Measures direction and velocity of blood flow through the blood vessels of the brain.

Bubble TCD

Contrast-enhanced TCD technique used to detect patent foramen ovale.



Computed Tomography (CT)

Combines x-ray imaging slices and computer processing to create cross-sectional images of the body.

Can be used to measure:

  • Aortic aneurysm morphology and wall stress/strain 
  • Aortic dissection morphology and wall biomechanics
  • Atherosclerotic plaque geometry and composition
  • Lesion analysis of 2D and 3D geometry and composition using proprietary software (Elucid vascuCAP)
  • Assessment of intracranial vasculature, Circle of Willis integrity and brain infarction. 3D quantification (number and volume) of stroke.



Near Infared Spectroscopy

Uses absorption of near-infrared light (700-900nm) through biologic tissues to determine tissue oxygenation in the Brain and in the Muscles. Functional NIRS used to assess change in brain perfusion while performing various cognitive tasks.


Magnetic Resonance Imaging (MRI)

Diffusion weighted and FLAIR imaging

Assessment of new ischemic strokes.

Perfusion weighted imaging

Quantifies brain perfusion (Time to Peak, Cerebral Blood Flow, Cerebral Blood Volume, etc.).

Atherosclerotic plaque geometry and composition

2D and 3D analysis of lesion morphology.



Catheter Based Angiography

Quantification of arterial anatomy and luminal lesions displayed on catheter angiography of ALL vascular branches in the body including:

  • Brain
  • Neck
  • Chest
  • Abdomen
  • Upper extremities
  • Lower extremities







Infrared Thermography

Freddy Head Infrared Thermography

Infrared thermography is being used to detect differences in skin temperature on the forehead as a potential screening methodology for patients with carotid stenosis. 

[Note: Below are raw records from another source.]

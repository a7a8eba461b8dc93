pub mod communication;
pub mod configuration;
pub mod core;
pub mod database;
pub mod feed;
pub mod workflow;

use thiserror::Error;

#[derive(Debug, Error)]
pub enum AppError {
    #[error("Config Error:{0}")]
    ConfigError(String),

    #[error("Database Error:{0}")]
    DatabaseError(String),

    #[error("Service error")]
    ServiceError,
}
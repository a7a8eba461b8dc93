pub mod error_handler;
pub mod keyboards;
pub mod telegram;
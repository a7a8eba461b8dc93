use super::super::{AccessRequest, Database, DatabaseError, Decision, RequestTicket};
use chrono::Utc;

impl Database {
    /// Register a pending access request for the user. If one is already
    /// pending its id is returned instead of inserting a duplicate.
    pub async fn create_access_request(
        &self,
        tg_id: i64,
        phone: &str,
    ) -> Result<RequestTicket, DatabaseError> {
        self.ensure_user(tg_id).await?;

        let existing: Option<i64> = sqlx::query_scalar(
            "SELECT id FROM access_requests
             WHERE tg_id = ? AND status = 'pending'
             ORDER BY id DESC LIMIT 1",
        )
        .bind(tg_id)
        .fetch_optional(self.pool())
        .await?;

        if let Some(id) = existing {
            return Ok(RequestTicket { id, reused: true });
        }

        let result = sqlx::query(
            "INSERT INTO access_requests(tg_id, created_at, phone, status)
             VALUES(?, ?, ?, 'pending')",
        )
        .bind(tg_id)
        .bind(Utc::now())
        .bind(phone)
        .execute(self.pool())
        .await?;

        Ok(RequestTicket {
            id: result.last_insert_rowid(),
            reused: false,
        })
    }

    pub async fn request(&self, request_id: i64) -> Result<Option<AccessRequest>, DatabaseError> {
        let request = sqlx::query_as::<_, AccessRequest>(
            "SELECT id, tg_id, created_at, phone, status, admin_id, decided_at
             FROM access_requests WHERE id = ?",
        )
        .bind(request_id)
        .fetch_optional(self.pool())
        .await?;
        Ok(request)
    }

    /// Pending requests, most recent first.
    pub async fn list_pending(&self, limit: i64) -> Result<Vec<AccessRequest>, DatabaseError> {
        let requests = sqlx::query_as::<_, AccessRequest>(
            "SELECT id, tg_id, created_at, phone, status, admin_id, decided_at
             FROM access_requests
             WHERE status = 'pending'
             ORDER BY id DESC
             LIMIT ?",
        )
        .bind(limit)
        .fetch_all(self.pool())
        .await?;
        Ok(requests)
    }

    /// Apply an administrator decision. The status guard in the WHERE clause
    /// makes a decided request immune to further decisions; the return value
    /// reports whether a row actually changed.
    pub async fn decide(
        &self,
        request_id: i64,
        admin_id: i64,
        outcome: Decision,
    ) -> Result<bool, DatabaseError> {
        let result = sqlx::query(
            "UPDATE access_requests
             SET status = ?, admin_id = ?, decided_at = ?
             WHERE id = ? AND status = 'pending'",
        )
        .bind(outcome.status())
        .bind(admin_id)
        .bind(Utc::now())
        .bind(request_id)
        .execute(self.pool())
        .await?;
        Ok(result.rows_affected() > 0)
    }
}
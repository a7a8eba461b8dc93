use chrono::{DateTime, Utc};
use sqlx::FromRow;

/// Lifecycle of an access request. Terminal states are immutable.
#[derive(Debug, Clone, Copy, PartialEq, Eq, sqlx::Type)]
#[sqlx(rename_all = "lowercase")]
pub enum RequestStatus {
    Pending,
    Approved,
    Rejected,
}

/// Administrator verdict on a pending request.
#[derive(Debug, Clone, Copy, PartialEq, Eq)]
pub enum Decision {
    Approved,
    Rejected,
}

impl Decision {
    pub fn status(self) -> RequestStatus {
        match self {
            Self::Approved => RequestStatus::Approved,
            Self::Rejected => RequestStatus::Rejected,
        }
    }
}

#[derive(Debug, Clone, FromRow)]
pub struct AccessRequest {
    pub id: i64,
    pub tg_id: i64,
    pub created_at: DateTime<Utc>,
    pub phone: String,
    pub status: RequestStatus,
    pub admin_id: Option<i64>,
    pub decided_at: Option<DateTime<Utc>>,
}

/// Outcome of `create_access_request`: either a fresh pending row or the
/// id of the user's existing pending request.
#[derive(Debug, Clone, Copy, PartialEq, Eq)]
pub struct RequestTicket {
    pub id: i64,
    pub reused: bool,
}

Functional Near-Infrared Spectroscopy (fNIRS)

Functional near-infrared spectroscopy (fNIRS) is a non-invasive imaging technique that uses near-infrared light to image changes in oxy- and deoxy-hemoglobin. Sensors are placed on the skin to detect changes in the optical absorption of oxygenated and deoxygenated hemoglobin in the tissue as activities are being performed. Thus, fNIRS can quantify regional brain activation in real-time and during tasks. fNIRS has been shown to correlate with functional MRI (fMRI), but has the added benefits of being non-invasive, not requiring a contrast agent, and avoiding risks associated with MR imaging. Our lab utilizes the Artinis Brite System.